Umut Vakfı'nın "Silah Ticareti Anlaşması: Namlunun Ucundaki Cinsiyet Esaslı Şiddeti Önlemeye Yönelik Önemli Bir Fırsat" raporunda 64.000 kadının ve kız çocuğun 1991 ve 2002 yılları arasında yaşanan Sierrra Leona'daki iç savaş sırasında savaşla ilgili cinsel şiddetten mustarip olduğu ifade edilir. Bir kadının, talimatlara uygun hareket etmeleri için silahların, boğazlarına ve karınlarına dayandığını söylediği belirtilir. Kadının en büyük yalnızlık mekânı olan ev içindeki şiddette de, her savaşın en nihayetinde bir iç savaş olduğunu hatırladığımızda, bu savaşın en büyük aktörlerinden biri olan cinsel şiddette de, namlunun ucundakiler kadındır. Pekala silah, erklerin silahıdır!

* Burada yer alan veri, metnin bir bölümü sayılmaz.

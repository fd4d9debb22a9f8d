//! `xcfg fmt`: load a document and re-emit it pretty-printed.
//! Sections the editor does not model are carried through unchanged.

use anyhow::{bail, Result};
use clap::Args;

use crate::config_loader::{write_document, ConfigSource};

#[derive(Args, Debug)]
pub struct FmtArgs {
    /// Config file path (JSON). Use '-' for stdin.
    #[arg(short = 'c', long = "config")]
    pub config: String,
    /// Write result back to the source file instead of stdout
    #[arg(short = 'w', long = "write")]
    pub write: bool,
}

pub fn run(args: FmtArgs) -> Result<()> {
    let source = ConfigSource::parse(&args.config);
    let doc = source.load_document()?;
    match (&source, args.write) {
        (ConfigSource::File(path), true) => {
            write_document(path, &doc)?;
            tracing::info!(file = %path.display(), "document rewritten");
        }
        (ConfigSource::Stdin, true) => bail!("--write needs a file path, not stdin"),
        (_, false) => println!("{}", doc.to_json_pretty()?),
    }
    Ok(())
}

Silah taşıma fetişizmi ile silah taşınırken kişinin kendine duyduğu güven bir araya geldiğinde, hayatta var olma güvenliğimiz silah taşıyanın vicdanına kalıverir kısaca. Karanlık bir vicdanın hoşgörüsüne sığınarak atarız özgür adımlarımızı. Oyuncak tabancayla terbiye edilen bir kültür için fazlaca garip olmayan bir gelecektir nihayetinde bu; ancak şiddetin gündelikleşmesinin de epeyce önünü açar. Korumak hâli kendine yüklenen "katillik vaciptir" anlamını taşıyamaz olduğunda ne olacağının belirsizliğine bırakılıverir sokaklar. Kutlamaların havai fişek patlamalarıyla, şakaların kuru sıkı silahlarla yapıldığı bir memleket için pek de şaşırtıcı değildir bu; ama kötülüğe şaşırmak gerekir zira kötülük -biz unutmuş olsak da, şaşılacak şeydir! Şaşırdıkça atılır gündelik şiddet hayattan, şaşırıp tepki verdikçe silahların sesi bir nebze kısılır, susturucu takılmasına gerek kalmadan. "Nitekim, metaforik olarak, eski Jericho kalesi, adaletsizlik kalesi, bazılarının düşündüğü gibi rahipler borazanlarını öttürdüğü zaman çökmedi; halkın güçlü sesi ile çöktü" denir Adalet Kavramı kitabında.**
Silahlar korunma ihtiyaçları değil yanlışlık zamanıdır insanların. Patlayan seslerinin gürültüsü sarmışken etrafı, kötülüğün çığlığı duyulur aynı anda. Çirkin bir koronun insan dışı senfonisini çalarlar hep bir arada. Silahlar, bencillik zamanlarıdır insanların. Kendi hukuklarını kurup, başkalarını kolayca idama mahkûm ettikleri adaletsizlikleri yaratırlar. Yarattıkları mahkûmiyetlerin bedelini ödemekten epeyce acizdir silahlar. Silahlar, zamansız ölümleri çağırırlar. Silah tutan elin bileğindeki saat oluverir ölüm saatimiz. Acıları çoğaltarak ilerler atılan her kurşun, her ölüm bir öncekinin üstüne eklenir. Bireysel silahlanma mağdurlarının hikâyeleri bireysel silahsızlanma için kanıt olabildiği ölçüde bir umut daha yaşar demektir. Yazmak ve söylemek de bu umudun habercisidir. (IK/NV)
* Cemal Süreya
** Adalet Kavramı, editör: Adnan Güriz, Mustafa T. Yücel, s.139.